M. Brassard: C'est mon cas avec 133. M. Ryan: Deuxièmement...

Des voix: Ha, ha, ha!

(15 h 40)

M. Ryan: ...le député a semblé dire, M. le Président, et je ne voudrais pas l'interpréter erronnément, que, lui, il serait prêt à envisager une formulation où il serait dit: Le français est la langue de la législation et de la justice au Québec, sous réserve des obligations, par exemple, qui découlent de l'article 133. Il a dit ça aussi.

M. Brassard: J'ai posé une question, M. le Président. Je pose la question. Je dis: Pourquoi vous avez décidé, comme gouvernement...

M. Ryan: Je vais vous le dire.

M. Brassard: ...d'introduire dans la Charte de la langue française... Dans le but de vous soumettre à 133, pourquoi vous avez décidé de codifier de la jurisprudence plutôt que de vous soumettre purement et simplement, sans plus, à 133? C'est une question que je pose.
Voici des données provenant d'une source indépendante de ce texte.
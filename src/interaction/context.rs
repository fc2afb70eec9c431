//! Per-dispatch interaction context and tenant context resolution

use std::fmt;
use std::sync::Arc;
use tracing::{debug, info, warn};

use crate::gateway::{Choice, Embed, InteractionResponse, Message, SharedSink};
use crate::interaction::types::{CommandInteraction, ComponentInteraction, InteractionMeta};
use crate::interaction::ExecutionError;
use crate::module::api::actions::{ActionFn, ActionRegistry};
use crate::module::traits::ModuleError;
use crate::storage::SettingsRecord;

/// Access to the shared interaction fields
pub trait HasMeta {
    fn meta(&self) -> &InteractionMeta;
}

impl HasMeta for CommandInteraction {
    fn meta(&self) -> &InteractionMeta {
        &self.meta
    }
}

impl HasMeta for ComponentInteraction {
    fn meta(&self) -> &InteractionMeta {
        &self.meta
    }
}

/// What a handler receives: the interaction, the tenant's settings (if any)
/// and a way to reply
pub struct InteractionContext<I> {
    pub interaction: I,
    pub settings: Option<SettingsRecord>,
    pub actions: Arc<ActionRegistry>,
    responder: SharedSink,
}

impl<I: HasMeta> InteractionContext<I> {
    pub fn new(
        interaction: I,
        settings: Option<SettingsRecord>,
        actions: Arc<ActionRegistry>,
        responder: SharedSink,
    ) -> Self {
        Self {
            interaction,
            settings,
            actions,
            responder,
        }
    }

    pub fn meta(&self) -> &InteractionMeta {
        self.interaction.meta()
    }

    pub fn tenant_id(&self) -> Option<&str> {
        self.meta().tenant_id.as_deref()
    }

    /// Send a message reply
    pub async fn reply(&self, message: Message) -> Result<(), ExecutionError> {
        let id = self.meta().id.clone();
        self.responder
            .send(InteractionResponse::message(id, message))
            .await
    }

    /// Reply with a single embed, visible only to the caller
    pub async fn reply_ephemeral(&self, embed: Embed) -> Result<(), ExecutionError> {
        self.reply(Message::embed(embed).ephemeral()).await
    }

    /// Reply with autocomplete choices
    pub async fn autocomplete(&self, choices: Vec<Choice>) -> Result<(), ExecutionError> {
        let id = self.meta().id.clone();
        self.responder
            .send(InteractionResponse::autocomplete(id, choices))
            .await
    }

    /// Default error reply: an ephemeral error embed
    pub async fn reply_error(&self, error: &ExecutionError) -> Result<(), ExecutionError> {
        self.reply_ephemeral(Embed::error(error.user_message())).await
    }
}

impl<I: fmt::Debug> fmt::Debug for InteractionContext<I> {
    fn fmt(&self, f: &mut fmt::Formatter<'_>) -> fmt::Result {
        f.debug_struct("InteractionContext")
            .field("interaction", &self.interaction)
            .field("settings", &self.settings)
            .finish()
    }
}

/// Resolves the per-tenant settings record before dispatch
///
/// Built once from the frozen action registry; both actions must exist for
/// the provider to be active.
#[derive(Clone, Default)]
pub struct ContextProvider {
    actions: Option<(
        ActionFn<String, Option<SettingsRecord>>,
        ActionFn<String, SettingsRecord>,
    )>,
}

impl ContextProvider {
    /// Provider that never attaches settings
    pub fn disabled() -> Self {
        Self::default()
    }

    /// Look up `module.fetch` and `module.create` in the registry
    ///
    /// Missing actions disable the provider. An action with the wrong
    /// signature is an error.
    pub fn from_registry(
        registry: &ActionRegistry,
        module_id: &str,
        fetch_action: &str,
        create_action: &str,
    ) -> Result<Self, ModuleError> {
        let fetch = registry.typed::<String, Option<SettingsRecord>>(module_id, fetch_action)?;
        let create = registry.typed::<String, SettingsRecord>(module_id, create_action)?;
        match (fetch, create) {
            (Some(fetch), Some(create)) => {
                info!(
                    "Interaction context provided by {}.{} / {}.{}",
                    module_id, fetch_action, module_id, create_action
                );
                Ok(Self {
                    actions: Some((fetch, create)),
                })
            }
            _ => {
                info!(
                    "Context provider '{}' not available, interactions run without settings",
                    module_id
                );
                Ok(Self::disabled())
            }
        }
    }

    pub fn is_enabled(&self) -> bool {
        self.actions.is_some()
    }

    /// Fetch the tenant's record, creating it if absent
    ///
    /// Returns `None` without a provider, without a tenant, or when the
    /// provider fails (logged).
    pub async fn resolve(&self, tenant_id: Option<&str>) -> Option<SettingsRecord> {
        let (fetch, create) = self.actions.as_ref()?;
        let tenant_id = tenant_id?;

        let fetched = match fetch.call(tenant_id.to_string()).await {
            Ok(record) => record,
            Err(e) => {
                warn!("Failed to fetch settings for tenant {}: {}", tenant_id, e);
                return None;
            }
        };
        if fetched.is_some() {
            return fetched;
        }

        debug!("No settings for tenant {}, creating", tenant_id);
        match create.call(tenant_id.to_string()).await {
            Ok(record) => Some(record),
            Err(e) => {
                warn!("Failed to create settings for tenant {}: {}", tenant_id, e);
                None
            }
        }
    }
}

impl fmt::Debug for ContextProvider {
    fn fmt(&self, f: &mut fmt::Formatter<'_>) -> fmt::Result {
        f.debug_struct("ContextProvider")
            .field("enabled", &self.is_enabled())
            .finish()
    }
}

#[cfg(test)]
mod tests {
    use super::*;
    use crate::module::api::actions::Action;
    use crate::storage::{MemorySettingsStore, SettingsStore};
    use std::collections::HashMap;

    fn registry_with_store(store: Arc<MemorySettingsStore>) -> ActionRegistry {
        let fetch_store = Arc::clone(&store);
        let create_store = store;
        let mut actions = HashMap::new();
        actions.insert(
            "getSettings".to_string(),
            Action::new(move |tenant: String| {
                let store = Arc::clone(&fetch_store);
                async move { Ok(store.get(&tenant).await?) }
            }),
        );
        actions.insert(
            "createSettings".to_string(),
            Action::new(move |tenant: String| {
                let store = Arc::clone(&create_store);
                async move { Ok(store.create(&tenant).await?) }
            }),
        );
        let mut registry = ActionRegistry::new();
        registry.register_actions("settings", actions);
        registry
    }

    #[tokio::test]
    async fn creates_then_fetches_same_record() {
        let store = Arc::new(MemorySettingsStore::new());
        let registry = registry_with_store(Arc::clone(&store));
        let provider =
            ContextProvider::from_registry(&registry, "settings", "getSettings", "createSettings")
                .unwrap();
        assert!(provider.is_enabled());

        let first = provider.resolve(Some("g1")).await.unwrap();
        let second = provider.resolve(Some("g1")).await.unwrap();
        assert_eq!(first.id, second.id);
        assert_eq!(store.len().await, 1);
    }

    #[tokio::test]
    async fn no_tenant_or_provider_means_no_settings() {
        let registry = registry_with_store(Arc::new(MemorySettingsStore::new()));
        let provider =
            ContextProvider::from_registry(&registry, "settings", "getSettings", "createSettings")
                .unwrap();
        assert!(provider.resolve(None).await.is_none());

        let missing =
            ContextProvider::from_registry(&registry, "prefs", "getSettings", "createSettings")
                .unwrap();
        assert!(!missing.is_enabled());
        assert!(missing.resolve(Some("g1")).await.is_none());
    }

    #[test]
    fn wrong_signature_fails_construction() {
        let mut actions = HashMap::new();
        actions.insert(
            "getSettings".to_string(),
            Action::new(|_: u64| async { Ok(()) }),
        );
        let mut registry = ActionRegistry::new();
        registry.register_actions("settings", actions);
        let err =
            ContextProvider::from_registry(&registry, "settings", "getSettings", "createSettings")
                .unwrap_err();
        assert!(matches!(err, ModuleError::ActionSignatureMismatch { .. }));
    }

    #[tokio::test]
    async fn failing_provider_yields_empty_context() {
        let mut actions = HashMap::new();
        actions.insert(
            "getSettings".to_string(),
            Action::new(|_: String| async {
                Err::<Option<SettingsRecord>, _>(ModuleError::OperationError("db down".into()))
            }),
        );
        actions.insert(
            "createSettings".to_string(),
            Action::new(|tenant: String| async move { Ok(SettingsRecord::new(tenant)) }),
        );
        let mut registry = ActionRegistry::new();
        registry.register_actions("settings", actions);
        let provider =
            ContextProvider::from_registry(&registry, "settings", "getSettings", "createSettings")
                .unwrap();
        assert!(provider.resolve(Some("g1")).await.is_none());
    }
}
M. Ryan: Très bien. Non, je vais vous le dire. Je vais vous dire bien simplement qu'on a envisagé l'autre voie. Ce n'est pas une voie qui serait hérétique, de notre point de vue. Mais c'est parce qu'avec les modifications que nous apportons ici nous mettons plus que ce que permettrait une formulation purement générale. Nous inscrivons, comme je l'ai dit tantôt... Les autres actes, les autres règlements auxquels ne s'applique pas l'article 133, ceux-là, nous disons clairement que le français va prévaloir dans ces cas-là. C'est dit clairement. Puis c'est ça qui est l'objet de la loi.

Deuxièmement, s'il existe une version anglaise d'un règlement ou un autre acte de nature similaire à 8 et auquel ne s'applique pas 133, le texte français, en cas de divergence, prévaut. Nous ajoutons une chose. Tout jugement rendu par un tribunal judiciaire et toute décision rendue par un organisme exerçant des fonctions quasi judiciaires sont traduits en français ou en anglais, selon le cas, à la demande d'une partie, par l'administration tenue d'assumer les coûts nécessaires au fonctionnement de ce tribunal ou de cet organisme.

Là, on augmente les garanties d'accès à un jugement dans sa langue qui sont fournies à un citoyen.

M. Brassard: C'est moins fort que la loi 22, ça.

M. Ryan: Pardon?

M. Brassard: C'est moins fort que la loi 22.

M. Ryan: Mais il y a eu des développements. La loi 22 remonte, si mes souvenirs sont bons, à 1972.

M. Brassard: 1974.

M. Ryan: À 1974? Ça fait 20 ans déjà. Que les esprits aient évolué depuis 20 ans, ce n'est pas mauvais. Alors, c'est ça qu'est la portée du texte. Je pense qu'on clarifie toute chose. Il y a un but de la loi qu'on ne doit pas négliger non plus, c'est l'information des citoyens.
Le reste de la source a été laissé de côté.